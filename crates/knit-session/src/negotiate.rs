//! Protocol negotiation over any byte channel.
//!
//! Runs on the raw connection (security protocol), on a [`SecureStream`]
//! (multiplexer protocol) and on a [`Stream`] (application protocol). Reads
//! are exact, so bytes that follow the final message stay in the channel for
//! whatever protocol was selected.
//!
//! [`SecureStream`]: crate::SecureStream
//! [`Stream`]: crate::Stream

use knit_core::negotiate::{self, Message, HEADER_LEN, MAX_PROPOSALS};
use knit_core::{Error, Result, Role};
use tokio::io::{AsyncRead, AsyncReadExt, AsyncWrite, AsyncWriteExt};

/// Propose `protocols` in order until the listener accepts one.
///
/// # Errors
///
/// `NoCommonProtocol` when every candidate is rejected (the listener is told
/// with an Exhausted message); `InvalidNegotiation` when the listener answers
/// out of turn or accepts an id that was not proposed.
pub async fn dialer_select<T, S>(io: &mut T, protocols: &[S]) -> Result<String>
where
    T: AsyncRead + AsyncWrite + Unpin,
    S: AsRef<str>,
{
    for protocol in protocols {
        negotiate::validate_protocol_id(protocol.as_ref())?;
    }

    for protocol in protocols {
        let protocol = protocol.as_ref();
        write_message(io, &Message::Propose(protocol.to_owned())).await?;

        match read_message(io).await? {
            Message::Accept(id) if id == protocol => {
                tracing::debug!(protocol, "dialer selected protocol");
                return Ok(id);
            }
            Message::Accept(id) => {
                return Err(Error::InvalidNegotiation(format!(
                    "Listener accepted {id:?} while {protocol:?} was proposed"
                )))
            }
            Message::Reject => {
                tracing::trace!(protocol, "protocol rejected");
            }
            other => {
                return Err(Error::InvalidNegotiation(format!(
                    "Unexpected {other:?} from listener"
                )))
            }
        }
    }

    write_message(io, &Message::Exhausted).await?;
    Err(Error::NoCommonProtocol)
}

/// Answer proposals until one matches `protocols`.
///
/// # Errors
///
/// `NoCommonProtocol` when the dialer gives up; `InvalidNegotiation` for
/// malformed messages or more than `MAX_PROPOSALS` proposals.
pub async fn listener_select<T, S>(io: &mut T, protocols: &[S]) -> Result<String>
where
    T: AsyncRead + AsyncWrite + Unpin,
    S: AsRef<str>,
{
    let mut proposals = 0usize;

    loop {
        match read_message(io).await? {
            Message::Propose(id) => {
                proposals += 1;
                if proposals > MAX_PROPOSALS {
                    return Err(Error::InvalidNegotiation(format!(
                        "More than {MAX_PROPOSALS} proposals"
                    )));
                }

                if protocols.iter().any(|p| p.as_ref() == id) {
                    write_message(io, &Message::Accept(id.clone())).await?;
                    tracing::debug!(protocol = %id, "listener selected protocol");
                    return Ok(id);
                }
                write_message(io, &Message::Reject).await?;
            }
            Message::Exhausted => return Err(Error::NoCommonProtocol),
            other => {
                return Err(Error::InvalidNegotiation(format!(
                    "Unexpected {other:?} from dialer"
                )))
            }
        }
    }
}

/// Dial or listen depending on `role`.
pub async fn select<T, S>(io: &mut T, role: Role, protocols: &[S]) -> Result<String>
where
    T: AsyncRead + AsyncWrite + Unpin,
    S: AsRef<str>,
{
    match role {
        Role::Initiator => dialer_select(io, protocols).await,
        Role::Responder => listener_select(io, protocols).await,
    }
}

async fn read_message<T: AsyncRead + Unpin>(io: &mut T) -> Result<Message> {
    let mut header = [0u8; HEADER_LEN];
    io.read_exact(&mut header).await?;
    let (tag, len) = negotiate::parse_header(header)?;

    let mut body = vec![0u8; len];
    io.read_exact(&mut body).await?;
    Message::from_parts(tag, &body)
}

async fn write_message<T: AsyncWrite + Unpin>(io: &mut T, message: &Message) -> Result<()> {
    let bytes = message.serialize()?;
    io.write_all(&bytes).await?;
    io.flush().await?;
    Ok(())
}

◆ **Problem statement**
Using the data above, show each line where "String" occurs.

◆ **Answer to the problem**
pub async fn dialer_select<T, S>(io: &mut T, protocols: &[S]) -> Result<String>
pub async fn listener_select<T, S>(io: &mut T, protocols: &[S]) -> Result<String>
pub async fn select<T, S>(io: &mut T, role: Role, protocols: &[S]) -> Result<String>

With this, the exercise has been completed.